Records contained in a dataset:

BEGIN

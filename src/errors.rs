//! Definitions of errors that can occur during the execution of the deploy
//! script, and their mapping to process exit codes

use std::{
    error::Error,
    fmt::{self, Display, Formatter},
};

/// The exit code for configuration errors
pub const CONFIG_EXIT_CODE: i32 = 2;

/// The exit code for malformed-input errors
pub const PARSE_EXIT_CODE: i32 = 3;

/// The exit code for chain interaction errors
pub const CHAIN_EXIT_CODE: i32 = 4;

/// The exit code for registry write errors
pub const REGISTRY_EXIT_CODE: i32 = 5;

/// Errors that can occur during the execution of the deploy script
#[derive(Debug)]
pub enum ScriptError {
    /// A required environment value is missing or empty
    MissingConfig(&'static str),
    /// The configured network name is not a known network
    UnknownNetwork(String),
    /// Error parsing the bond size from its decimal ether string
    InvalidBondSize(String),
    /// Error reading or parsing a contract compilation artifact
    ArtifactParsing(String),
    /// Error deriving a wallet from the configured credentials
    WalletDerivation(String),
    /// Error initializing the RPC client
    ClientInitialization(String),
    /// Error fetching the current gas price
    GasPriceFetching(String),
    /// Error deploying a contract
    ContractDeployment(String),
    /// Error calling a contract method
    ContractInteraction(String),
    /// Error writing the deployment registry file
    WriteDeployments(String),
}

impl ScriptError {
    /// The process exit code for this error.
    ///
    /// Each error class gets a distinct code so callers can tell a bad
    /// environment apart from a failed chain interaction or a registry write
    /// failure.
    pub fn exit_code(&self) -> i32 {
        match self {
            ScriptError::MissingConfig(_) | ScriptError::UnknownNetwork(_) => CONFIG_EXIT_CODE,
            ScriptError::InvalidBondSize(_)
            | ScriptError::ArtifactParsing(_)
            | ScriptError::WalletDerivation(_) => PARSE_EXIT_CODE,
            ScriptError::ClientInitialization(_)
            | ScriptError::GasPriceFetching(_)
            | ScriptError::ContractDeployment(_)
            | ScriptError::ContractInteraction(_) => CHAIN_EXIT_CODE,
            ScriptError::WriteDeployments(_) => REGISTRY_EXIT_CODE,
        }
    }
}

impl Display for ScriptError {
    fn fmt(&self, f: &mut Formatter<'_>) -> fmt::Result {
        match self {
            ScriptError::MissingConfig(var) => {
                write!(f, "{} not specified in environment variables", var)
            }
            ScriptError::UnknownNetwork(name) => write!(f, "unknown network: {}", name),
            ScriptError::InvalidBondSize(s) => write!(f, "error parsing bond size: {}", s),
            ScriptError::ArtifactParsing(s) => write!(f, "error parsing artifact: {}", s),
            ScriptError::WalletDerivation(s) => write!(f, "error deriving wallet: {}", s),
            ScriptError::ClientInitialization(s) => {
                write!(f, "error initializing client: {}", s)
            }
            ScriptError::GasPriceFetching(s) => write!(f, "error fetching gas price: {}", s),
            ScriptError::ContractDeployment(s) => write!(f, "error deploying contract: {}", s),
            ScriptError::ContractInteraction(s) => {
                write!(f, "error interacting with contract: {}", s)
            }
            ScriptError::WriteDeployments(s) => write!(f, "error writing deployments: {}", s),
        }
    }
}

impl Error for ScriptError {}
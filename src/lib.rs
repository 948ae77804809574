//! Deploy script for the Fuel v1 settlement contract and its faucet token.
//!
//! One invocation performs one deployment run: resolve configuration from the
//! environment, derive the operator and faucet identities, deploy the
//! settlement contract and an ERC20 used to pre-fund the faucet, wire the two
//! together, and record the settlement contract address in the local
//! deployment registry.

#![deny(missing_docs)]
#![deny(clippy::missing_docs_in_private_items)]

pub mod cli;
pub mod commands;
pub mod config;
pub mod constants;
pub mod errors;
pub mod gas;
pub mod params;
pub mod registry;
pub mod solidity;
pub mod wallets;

END
BEGIN

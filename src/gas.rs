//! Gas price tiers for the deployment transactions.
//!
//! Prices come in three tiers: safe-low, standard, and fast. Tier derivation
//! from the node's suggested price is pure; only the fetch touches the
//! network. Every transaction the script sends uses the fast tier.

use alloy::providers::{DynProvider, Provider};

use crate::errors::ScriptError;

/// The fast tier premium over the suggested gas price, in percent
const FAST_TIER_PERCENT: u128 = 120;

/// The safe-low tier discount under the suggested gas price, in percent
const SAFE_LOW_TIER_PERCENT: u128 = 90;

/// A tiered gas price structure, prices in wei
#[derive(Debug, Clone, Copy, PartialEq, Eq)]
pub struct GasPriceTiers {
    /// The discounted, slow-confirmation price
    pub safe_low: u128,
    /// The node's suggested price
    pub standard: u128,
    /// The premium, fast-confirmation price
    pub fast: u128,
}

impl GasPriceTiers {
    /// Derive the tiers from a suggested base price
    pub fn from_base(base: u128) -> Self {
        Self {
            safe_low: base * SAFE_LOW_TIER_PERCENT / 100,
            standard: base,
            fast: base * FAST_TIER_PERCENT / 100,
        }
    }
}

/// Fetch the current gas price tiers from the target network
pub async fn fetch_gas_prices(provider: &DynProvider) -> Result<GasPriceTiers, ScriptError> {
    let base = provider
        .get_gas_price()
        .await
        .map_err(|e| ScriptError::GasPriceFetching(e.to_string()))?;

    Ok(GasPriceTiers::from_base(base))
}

END

WORK REQUEST: Write down again, exactly as given, only the lines above that fall from the line with "pub const CHAIN_EXIT_CODE: i32 = 4;" to the line with "a known network", inclusive.

WRITTEN RESPONSE:
pub const CHAIN_EXIT_CODE: i32 = 4;

/// The exit code for registry write errors
pub const REGISTRY_EXIT_CODE: i32 = 5;

/// Errors that can occur during the execution of the deploy script
#[derive(Debug)]
pub enum ScriptError {
    /// A required environment value is missing or empty
    MissingConfig(&'static str),
    /// The configured network name is not a known network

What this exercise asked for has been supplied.